**Supplied data**
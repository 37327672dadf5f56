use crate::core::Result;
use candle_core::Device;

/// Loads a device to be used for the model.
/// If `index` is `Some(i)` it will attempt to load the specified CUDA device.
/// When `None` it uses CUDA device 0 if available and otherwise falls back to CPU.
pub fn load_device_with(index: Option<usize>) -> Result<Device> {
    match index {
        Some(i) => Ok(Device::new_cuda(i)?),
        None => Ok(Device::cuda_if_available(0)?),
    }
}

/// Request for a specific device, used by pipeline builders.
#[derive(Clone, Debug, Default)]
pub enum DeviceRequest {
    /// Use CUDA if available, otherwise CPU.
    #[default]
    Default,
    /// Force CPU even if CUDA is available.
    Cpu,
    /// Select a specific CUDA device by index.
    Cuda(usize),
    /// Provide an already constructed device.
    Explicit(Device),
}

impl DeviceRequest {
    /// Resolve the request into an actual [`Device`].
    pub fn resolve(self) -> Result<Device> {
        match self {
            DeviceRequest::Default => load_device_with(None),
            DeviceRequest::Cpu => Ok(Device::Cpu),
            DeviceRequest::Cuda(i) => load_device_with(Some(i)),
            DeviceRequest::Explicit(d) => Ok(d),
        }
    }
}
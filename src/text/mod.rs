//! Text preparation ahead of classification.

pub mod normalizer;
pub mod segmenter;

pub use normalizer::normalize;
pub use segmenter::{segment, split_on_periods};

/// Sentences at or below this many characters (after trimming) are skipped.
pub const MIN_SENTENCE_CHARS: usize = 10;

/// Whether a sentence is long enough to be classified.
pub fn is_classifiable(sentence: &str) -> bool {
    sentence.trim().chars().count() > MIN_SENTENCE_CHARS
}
---
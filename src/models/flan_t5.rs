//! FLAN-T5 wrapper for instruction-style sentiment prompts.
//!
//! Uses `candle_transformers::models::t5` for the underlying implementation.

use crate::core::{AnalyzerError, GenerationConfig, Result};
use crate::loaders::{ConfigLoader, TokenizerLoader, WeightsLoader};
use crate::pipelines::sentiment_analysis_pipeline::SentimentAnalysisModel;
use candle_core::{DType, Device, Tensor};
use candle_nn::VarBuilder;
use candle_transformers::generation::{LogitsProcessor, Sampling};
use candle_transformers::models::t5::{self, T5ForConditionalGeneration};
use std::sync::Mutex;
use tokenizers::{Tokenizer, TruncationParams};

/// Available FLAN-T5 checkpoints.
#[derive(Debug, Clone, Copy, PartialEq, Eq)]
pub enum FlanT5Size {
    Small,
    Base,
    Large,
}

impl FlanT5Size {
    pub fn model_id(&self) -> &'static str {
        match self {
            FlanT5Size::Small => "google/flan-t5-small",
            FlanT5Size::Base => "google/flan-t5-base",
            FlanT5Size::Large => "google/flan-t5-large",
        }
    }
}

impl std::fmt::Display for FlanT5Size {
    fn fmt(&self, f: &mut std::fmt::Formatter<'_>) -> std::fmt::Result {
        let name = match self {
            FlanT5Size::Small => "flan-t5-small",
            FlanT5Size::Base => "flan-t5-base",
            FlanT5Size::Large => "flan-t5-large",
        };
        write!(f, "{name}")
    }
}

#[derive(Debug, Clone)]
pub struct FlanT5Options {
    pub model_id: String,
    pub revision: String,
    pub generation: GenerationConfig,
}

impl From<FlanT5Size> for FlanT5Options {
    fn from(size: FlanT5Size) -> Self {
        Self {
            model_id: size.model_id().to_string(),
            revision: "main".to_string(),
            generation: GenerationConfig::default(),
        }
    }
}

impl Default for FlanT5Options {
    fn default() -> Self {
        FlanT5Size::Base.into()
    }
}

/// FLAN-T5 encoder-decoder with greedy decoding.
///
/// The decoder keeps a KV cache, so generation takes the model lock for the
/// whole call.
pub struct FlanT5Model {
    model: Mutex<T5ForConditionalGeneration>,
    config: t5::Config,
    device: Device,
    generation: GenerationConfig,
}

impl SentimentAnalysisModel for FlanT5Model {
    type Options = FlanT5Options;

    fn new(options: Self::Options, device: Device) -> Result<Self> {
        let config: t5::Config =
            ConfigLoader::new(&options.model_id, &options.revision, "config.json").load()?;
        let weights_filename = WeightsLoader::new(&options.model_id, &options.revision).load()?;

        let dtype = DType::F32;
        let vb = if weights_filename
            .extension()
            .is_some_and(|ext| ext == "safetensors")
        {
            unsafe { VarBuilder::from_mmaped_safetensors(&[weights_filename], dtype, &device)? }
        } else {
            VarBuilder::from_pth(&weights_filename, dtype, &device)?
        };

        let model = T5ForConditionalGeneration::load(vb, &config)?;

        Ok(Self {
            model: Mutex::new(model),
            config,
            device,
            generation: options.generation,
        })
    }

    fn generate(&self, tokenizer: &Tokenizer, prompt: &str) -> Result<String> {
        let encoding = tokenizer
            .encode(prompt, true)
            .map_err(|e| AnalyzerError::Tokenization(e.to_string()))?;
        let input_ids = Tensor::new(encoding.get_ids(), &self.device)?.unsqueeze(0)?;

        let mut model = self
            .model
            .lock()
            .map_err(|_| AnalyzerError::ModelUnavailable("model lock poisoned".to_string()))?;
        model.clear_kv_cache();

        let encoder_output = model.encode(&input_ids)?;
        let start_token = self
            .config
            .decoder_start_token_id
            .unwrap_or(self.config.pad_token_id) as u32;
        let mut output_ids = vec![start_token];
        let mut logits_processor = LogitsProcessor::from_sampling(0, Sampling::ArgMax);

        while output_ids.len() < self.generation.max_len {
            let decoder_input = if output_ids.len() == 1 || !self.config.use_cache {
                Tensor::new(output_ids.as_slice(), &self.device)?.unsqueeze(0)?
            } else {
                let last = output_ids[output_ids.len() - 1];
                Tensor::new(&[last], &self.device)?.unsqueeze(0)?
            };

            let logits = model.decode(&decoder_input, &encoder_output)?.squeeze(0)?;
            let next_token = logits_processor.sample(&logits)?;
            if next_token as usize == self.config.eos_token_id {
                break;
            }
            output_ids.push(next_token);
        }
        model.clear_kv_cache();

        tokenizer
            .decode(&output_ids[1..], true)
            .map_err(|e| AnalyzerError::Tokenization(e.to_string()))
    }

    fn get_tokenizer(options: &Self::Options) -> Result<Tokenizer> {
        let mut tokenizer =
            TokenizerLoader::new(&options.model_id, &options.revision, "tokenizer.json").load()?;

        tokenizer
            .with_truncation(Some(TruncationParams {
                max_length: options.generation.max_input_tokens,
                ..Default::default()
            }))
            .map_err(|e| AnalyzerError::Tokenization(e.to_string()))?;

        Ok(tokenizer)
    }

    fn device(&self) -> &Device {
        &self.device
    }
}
==
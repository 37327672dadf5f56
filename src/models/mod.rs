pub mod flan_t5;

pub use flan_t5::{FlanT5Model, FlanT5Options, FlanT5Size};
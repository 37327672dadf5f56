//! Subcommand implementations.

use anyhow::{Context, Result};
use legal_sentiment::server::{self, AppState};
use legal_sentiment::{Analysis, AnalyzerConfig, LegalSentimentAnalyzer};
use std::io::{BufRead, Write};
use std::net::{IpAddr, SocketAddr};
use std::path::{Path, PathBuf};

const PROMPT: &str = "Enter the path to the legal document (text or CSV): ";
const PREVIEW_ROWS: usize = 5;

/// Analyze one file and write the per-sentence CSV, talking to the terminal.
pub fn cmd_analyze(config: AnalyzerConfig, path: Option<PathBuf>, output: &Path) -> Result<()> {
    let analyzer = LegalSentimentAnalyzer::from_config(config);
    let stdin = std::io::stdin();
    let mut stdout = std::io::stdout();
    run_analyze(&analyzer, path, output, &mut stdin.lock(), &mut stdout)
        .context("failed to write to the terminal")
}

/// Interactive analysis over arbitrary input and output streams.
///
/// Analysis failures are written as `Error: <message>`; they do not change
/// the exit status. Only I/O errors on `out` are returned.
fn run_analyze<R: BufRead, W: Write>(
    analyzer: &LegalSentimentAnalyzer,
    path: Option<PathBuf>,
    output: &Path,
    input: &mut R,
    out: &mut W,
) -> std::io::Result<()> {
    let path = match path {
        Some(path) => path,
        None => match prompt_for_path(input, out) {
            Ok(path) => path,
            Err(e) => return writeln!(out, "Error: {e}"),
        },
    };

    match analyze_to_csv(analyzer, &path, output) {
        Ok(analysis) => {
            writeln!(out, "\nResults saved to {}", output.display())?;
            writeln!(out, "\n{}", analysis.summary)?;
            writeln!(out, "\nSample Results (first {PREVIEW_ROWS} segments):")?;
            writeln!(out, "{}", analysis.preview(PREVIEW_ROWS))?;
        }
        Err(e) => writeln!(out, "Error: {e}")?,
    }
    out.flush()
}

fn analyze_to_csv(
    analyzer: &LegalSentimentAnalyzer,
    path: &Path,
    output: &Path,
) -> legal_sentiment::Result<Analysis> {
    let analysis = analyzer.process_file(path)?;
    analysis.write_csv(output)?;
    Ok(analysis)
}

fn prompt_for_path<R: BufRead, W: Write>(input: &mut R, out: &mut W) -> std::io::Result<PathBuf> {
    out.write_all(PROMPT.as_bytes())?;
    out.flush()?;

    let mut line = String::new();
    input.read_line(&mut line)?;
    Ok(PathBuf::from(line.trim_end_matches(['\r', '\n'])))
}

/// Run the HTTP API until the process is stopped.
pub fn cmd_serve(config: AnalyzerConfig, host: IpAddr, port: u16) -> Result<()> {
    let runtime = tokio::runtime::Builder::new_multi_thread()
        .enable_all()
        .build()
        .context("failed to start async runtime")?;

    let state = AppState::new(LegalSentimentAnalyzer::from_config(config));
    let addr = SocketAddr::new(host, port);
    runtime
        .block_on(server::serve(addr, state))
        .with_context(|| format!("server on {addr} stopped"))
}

**Work order**
Go through the material above and report each line containing "stopped".

**Response for this exercise**
/// Run the HTTP API until the process is stopped.
        .with_context(|| format!("server on {addr} stopped"))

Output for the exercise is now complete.